Adjuvant Systemic Treatment:
Tamoxifen adjuvant therapy immediately following surgery is beneficial for estrogen-progesterone receptor positive disease and has reduced the relative risk of women dying from breast cancer by 25%. Most commonly therapy with cyclophosphamide and 5-Flurouracil plus methotrexate for 5 months reduces the absolute by 10% and relative risk of death by 20%.

Advanced Breast Cancer Treatment:
Patient with establish metastasis disease may require endocrine therapy, chemo therapy or radiotherapy. The treatment is not curative but may be of great palliate benefits and consistent often with many years of good quality life. Recently addition of anti HER2 antibodies to chemo therapy has produced a modest survival advantage.

Endocrine Therapy for Advance Breast Cancer:
Women who have high level of estrogen receptor and progesterone in their tumor have greater chances of responding to endocrine therapy. A range of hormonal manipulations are as follows:
For premenopausal patients

  • Suppression of ovarian function by means of oophorectomy, radiation-induced ovarian ablation
  • Anti-oestrogen, Tamoxifen
  • Progesterone

For post menopausal women

  • Tamoxifen
  • Progesterone
  • Aromatase inhibitors (anastrozole)

Chemotherapy for Breast Cancer:
Patient who are unlikely to respond to hormonal therapy or who fail to respond to endocrine therapy or who requires rapid response  are given chemo therapy. The most common regimen used is:

  • CMF (cyclophosphamides, Methotrexate, 5-fluorouracil)
  • MM (mitoxantrone and methotrexate)
  • Doxyrubicin and cyclophosphamide
  • Paclitaxel or docetaxel used as single agent or in combination with an antracycline where initial therapy has failed or is inappropriate.

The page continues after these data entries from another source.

use crate::batch::{BatchManager, RunSummary};
use crate::domain::service::Service;
use crate::error::Result;
use crate::loader::parser::{load_config, load_network, load_services};
use crate::report::ResultRow;
use crate::solver::ScipSolver;

pub mod api;
pub mod batch;
pub mod column_generation;
pub mod config;
pub mod domain;
pub mod error;
pub mod loader;
pub mod logger;
pub mod report;
pub mod solver;

/// Everything a scheduling run over input files produces.
#[derive(Debug)]
pub struct RunOutput {
    pub result: ResultRow,
    pub summary: RunSummary,

    /// The services with their admitted assignments written back.
    pub services: Vec<Service>,
}

/// Loads network, services and configuration and schedules all services with SCIP.
pub fn schedule_from_files(network_path: &str, services_path: &str, config_path: Option<&str>) -> Result<RunOutput> {
    let network = load_network(network_path)?;
    let (service_set, mut services) = load_services(services_path)?;
    let config = load_config(config_path)?;
    log::info!("Input parsed successfully. Starting column generation.");

    let mut manager = BatchManager::new(network, config, ScipSolver);
    let summary = manager.run(&mut services)?;
    let result = ResultRow::new(manager.network(), service_set, manager.config(), &summary);

    Ok(RunOutput { result, summary, services })
}
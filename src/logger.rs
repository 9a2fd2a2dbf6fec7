use chrono::Local;
use fern::Dispatch;
use log::LevelFilter;
use std::fs;

// Define where to store logs
const LOG_DIR: &str = "logs";
const LOG_FILE: &str = "scheduler.log";

/// Initializes the global logger.
///
/// Log level is controlled by the `RUST_LOG` environment variable, e.g. `RUST_LOG=debug`.
/// If `RUST_LOG` is not set, it defaults to `info`.
/// Logs are written to `logs/scheduler.log` and to stderr. The analytics events of the batch
/// runs arrive here through the `log` feature of `tracing` under the `analytics` target.
///
/// Calling it a second time leaves the first logger in place.
pub fn init() {
    let log_level = std::env::var("RUST_LOG").unwrap_or_else(|_| "info".to_string());
    let log_level_filter = log_level.parse::<LevelFilter>().unwrap_or(LevelFilter::Info);
    init_with_level(log_level_filter);
}

pub fn init_with_level(level: LevelFilter) {
    if let Err(e) = fs::create_dir_all(LOG_DIR) {
        eprintln!("Failed to create log directory at '{}': {}", LOG_DIR, e);
    }

    let log_file_path = format!("{}/{}", LOG_DIR, LOG_FILE);

    let base_config = Dispatch::new().level(level).level_for("serde", LevelFilter::Warn);

    let console_config = Dispatch::new()
        .format(|out, message, record| {
            let colors = fern::colors::ColoredLevelConfig::new()
                .error(fern::colors::Color::Red)
                .warn(fern::colors::Color::Yellow)
                .info(fern::colors::Color::Green)
                .debug(fern::colors::Color::Blue)
                .trace(fern::colors::Color::BrightBlack);

            out.finish(format_args!(
                "[{} {} {}] {}",
                Local::now().format("%Y-%m-%d %H:%M:%S"),
                colors.color(record.level()),
                record.target(),
                message
            ))
        })
        .chain(std::io::stderr());

    let mut dispatch = base_config.chain(console_config);

    match fern::log_file(&log_file_path) {
        Ok(file) => {
            let file_config = Dispatch::new()
                .format(|out, message, record| {
                    out.finish(format_args!("[{} {} {}] {}", Local::now().format("%Y-%m-%d %H:%M:%S"), record.level(), record.target(), message))
                })
                .chain(file);
            dispatch = dispatch.chain(file_config);
        }
        Err(e) => eprintln!("Failed to open log file '{}': {}, logging to stderr only", log_file_path, e),
    }

    if let Err(e) = dispatch.apply() {
        eprintln!("Failed to apply logger configuration: {}", e);
        return;
    }

    log::info!("Logger initialized. Logging to console and '{}'.", log_file_path);
}
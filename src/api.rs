pub mod network_dto;
pub mod service_dto;
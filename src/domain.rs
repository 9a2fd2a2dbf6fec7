pub mod configuration;
pub mod id;
pub mod network;
pub mod service;
pub mod slot;
pub mod time_matrix;
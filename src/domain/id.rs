use std::fmt;
use std::marker::PhantomData;

/// Typed index. The tag keeps machine, VNF, link and service ids from being mixed up.
#[derive(PartialEq, Eq, PartialOrd, Ord, Clone, Copy, Hash)]
pub struct Id<T> {
    pub id: usize,
    _marker: PhantomData<T>,
}

impl<T> Id<T> {
    pub const fn new(id: usize) -> Self {
        Id { id, _marker: PhantomData }
    }

    pub fn index(&self) -> usize {
        self.id
    }
}

impl<T> fmt::Display for Id<T> {
    fn fmt(&self, f: &mut fmt::Formatter<'_>) -> fmt::Result {
        write!(f, "{}", self.id)
    }
}

impl<T> From<Id<T>> for usize {
    fn from(id_wrapper: Id<T>) -> Self {
        id_wrapper.id
    }
}

impl<T> fmt::Debug for Id<T> {
    fn fmt(&self, f: &mut fmt::Formatter<'_>) -> fmt::Result {
        let full_name = std::any::type_name::<T>();
        let clean_name = full_name.split("::").last().unwrap_or(full_name);
        let display_name = clean_name.replace("Tag", "Id");

        write!(f, "{}({})", display_name, self.id)
    }
}

#[derive(Debug, PartialEq, Eq, PartialOrd, Ord, Clone, Hash, Copy)]
pub struct NetworkTag;
#[derive(Debug, PartialEq, Eq, PartialOrd, Ord, Clone, Hash, Copy)]
pub struct MachineTag;
#[derive(Debug, PartialEq, Eq, PartialOrd, Ord, Clone, Hash, Copy)]
pub struct VnfTag;
#[derive(Debug, PartialEq, Eq, PartialOrd, Ord, Clone, Hash, Copy)]
pub struct LinkTag;
#[derive(Debug, PartialEq, Eq, PartialOrd, Ord, Clone, Hash, Copy)]
pub struct ServiceTag;
#[derive(Debug, PartialEq, Eq, PartialOrd, Ord, Clone, Hash, Copy)]
pub struct ServiceSetTag;
#[derive(Debug, PartialEq, Eq, PartialOrd, Ord, Clone, Hash, Copy)]
pub struct BatchTag;

pub type NetworkId = Id<NetworkTag>;
pub type MachineId = Id<MachineTag>;
pub type VnfId = Id<VnfTag>;
pub type LinkId = Id<LinkTag>;
pub type ServiceId = Id<ServiceTag>;
pub type ServiceSetId = Id<ServiceSetTag>;
pub type BatchId = Id<BatchTag>;

/// Process-local id of a configuration (column). Strictly increasing within one run.
#[derive(Debug, PartialEq, Eq, PartialOrd, Ord, Clone, Copy, Hash)]
pub struct ConfigurationId(pub u64);

impl fmt::Display for ConfigurationId {
    fn fmt(&self, f: &mut fmt::Formatter<'_>) -> fmt::Result {
        write!(f, "cfg-{}", self.0)
    }
}

/// Counters for configuration and batch ids.
///
/// Owned by whoever drives a run (usually the batch manager) and reset explicitly between
/// independent runs.
#[derive(Debug, Default, Clone)]
pub struct IdGenerator {
    next_configuration: u64,
    next_batch: usize,
}

impl IdGenerator {
    pub fn new() -> Self {
        Self::default()
    }

    pub fn next_configuration_id(&mut self) -> ConfigurationId {
        let id = ConfigurationId(self.next_configuration);
        self.next_configuration += 1;
        id
    }

    pub fn next_batch_id(&mut self) -> BatchId {
        let id = BatchId::new(self.next_batch);
        self.next_batch += 1;
        id
    }

    pub fn reset(&mut self) {
        self.next_configuration = 0;
        self.next_batch = 0;
    }
}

Side effect of Chemotherapy

  • Nausea, vomiting
  • Hair loss
  • Fatigue
  • Mucositis (eg. oesophagitis, diarrhea)

Drugs Specific Side Effects:

  • Anthracyclines causes cardio toxicity
  • 5-fluorouracil causes skin dermatitis

Poor Prognostic Factors for Breast Cancer

  • Young age
  • Pre-menopausal women
  • Tumor size
  • Metastasis of tumor
  • Oestrogen and progesterone receptor negative
  • Positive nodes.

Should I see the doctor after my treatment?
After primary therapy, patients with breast cancer should be followed for life for at least two reasons:

  • To detect recurrences and to observe the positive breast for secondary carcinoma.
  • Local or distant metastasis occurs frequently with in the first 3 years. So during this period patient is examined every 6 months. Thereafter, every 6-12 months for 5 years, then after every 12 months.